Today I honor my beloved friends as well as Noelani. I got her as a rescue in 2011, and she was always so incredibly cuddly, especially after my knee surgeries and on cold nights. She was terrified of loud noises, and we took special care to keep things quiet around her. She and Keola were soulmates, and he misses her terribly, as do I.
This is my sweet friend, Carol, who courageously fought cancer up until the very end. It was an honor and a privilege to be with her during her last weeks at home on hospice. She and I have been friends for many years, and her three “motto” words were hope, joy, and kindness. She and I spent many hours on the road together going to our Gathering retreats and meetings, and I miss her desperately.

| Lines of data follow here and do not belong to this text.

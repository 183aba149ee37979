use url::Url;

pub const DEFAULT_API_BASE_URL: &str = "http://localhost:8000/";

#[derive(thiserror::Error, Debug)]
pub enum ConfError {
    #[error("Invalid API base URL {0:?}")]
    InvalidBaseUrl(String, #[source] url::ParseError),

    #[error("API base URL {0:?} cannot hold a path")]
    CannotBeABase(String),
}

/// Where the student API lives.
#[derive(Clone, Debug, PartialEq)]
pub struct ApiConf {
    base_url: Url,
}

impl ApiConf {
    pub fn parse(raw: &str) -> Result<Self, ConfError> {
        let raw = raw.trim();

        // endpoints are appended to the base, a missing slash would replace the last segment
        let normalized = if raw.ends_with('/') {
            raw.to_owned()
        } else {
            format!("{}/", raw)
        };

        let base_url =
            Url::parse(&normalized).map_err(|e| ConfError::InvalidBaseUrl(raw.to_owned(), e))?;

        if base_url.cannot_be_a_base() {
            return Err(ConfError::CannotBeABase(raw.to_owned()));
        }

        Ok(Self { base_url })
    }

    /// Reads `API_BASE_URL` captured at build time.
    pub fn from_build_env() -> Self {
        match option_env!("API_BASE_URL") {
            None => Self::default(),
            Some(raw) => Self::parse(raw).unwrap_or_else(|e| {
                log::error!("{}, falling back to {}", e, DEFAULT_API_BASE_URL);
                Self::default()
            }),
        }
    }

    pub fn base_url(&self) -> &Url {
        &self.base_url
    }

    /// Absolute URL of a relative endpoint path like `student/all`.
    pub fn endpoint(&self, path: &str) -> String {
        match self.base_url.join(path.trim_start_matches('/')) {
            Ok(url) => url.into(),
            Err(_) => format!("{}{}", self.base_url, path.trim_start_matches('/')),
        }
    }
}

impl Default for ApiConf {
    fn default() -> Self {
        Self {
            base_url: Url::parse(DEFAULT_API_BASE_URL).expect("default base URL is valid"),
        }
    }
}

/// Console log level from `LOG_LEVEL` captured at build time.
pub fn log_level() -> log::LevelFilter {
    parse_log_level(option_env!("LOG_LEVEL"))
}

fn parse_log_level(raw: Option<&str>) -> log::LevelFilter {
    raw.and_then(|level| level.trim().parse().ok())
        .unwrap_or(log::LevelFilter::Info)
}

#[cfg(test)]
mod tests {
    use super::*;
    use claim::*;

    #[test]
    fn endpoints_are_appended_to_the_base_path() {
        let conf = ApiConf::parse("https://api.example.com/v1").unwrap();

        assert_eq!(conf.base_url().as_str(), "https://api.example.com/v1/");
        assert_eq!(
            conf.endpoint("student/all"),
            "https://api.example.com/v1/student/all"
        );
        assert_eq!(
            conf.endpoint("/percentage/"),
            "https://api.example.com/v1/percentage/"
        );
    }

    #[test]
    fn ids_become_path_segments() {
        let conf = ApiConf::parse("http://localhost:8000/").unwrap();

        assert_eq!(
            conf.endpoint(&format!("student/delete/{}", 42)),
            "http://localhost:8000/student/delete/42"
        );
    }

    #[test]
    fn rejects_relative_and_opaque_urls() {
        assert_err!(ApiConf::parse("not a url"));
        assert_matches!(
            ApiConf::parse("mailto:admin@example.com"),
            Err(ConfError::CannotBeABase(_))
        );
    }

    #[test]
    fn default_points_at_local_api() {
        assert_eq!(ApiConf::default().endpoint("login"), "http://localhost:8000/login");
    }

    #[test]
    fn log_level_defaults_to_info() {
        assert_eq!(parse_log_level(None), log::LevelFilter::Info);
        assert_eq!(parse_log_level(Some("chatty")), log::LevelFilter::Info);
        assert_eq!(parse_log_level(Some("debug")), log::LevelFilter::Debug);
        assert_eq!(parse_log_level(Some("off")).to_level(), None);
    }
}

My friend Teresa lived her last years to the fullest, spending some of her final weeks in Hawaiʻi. She and I met at our spinning guild, and shared many of the same interests. She was an amazing shawl knitter and handspinner, and though our guild hasn’t been meeting for two years, I can still see her smiling face in front of her wheel.
My friend, Pat, grew up on an Indian reservation and suffered terrible injustices because of his ethnicity. He was a rodeo rider and WW2 hero, earning two Purple Hearts in the Navy. He was able to go on an Honor Flight to Washington, D.C., which is where this photo was taken. Though life didn’t always treat him well, he was one of the kindest people I’ve ever met and lived his 95 years well.
Aloha ʻoukou, my sweet friends. We will always be together in our hearts.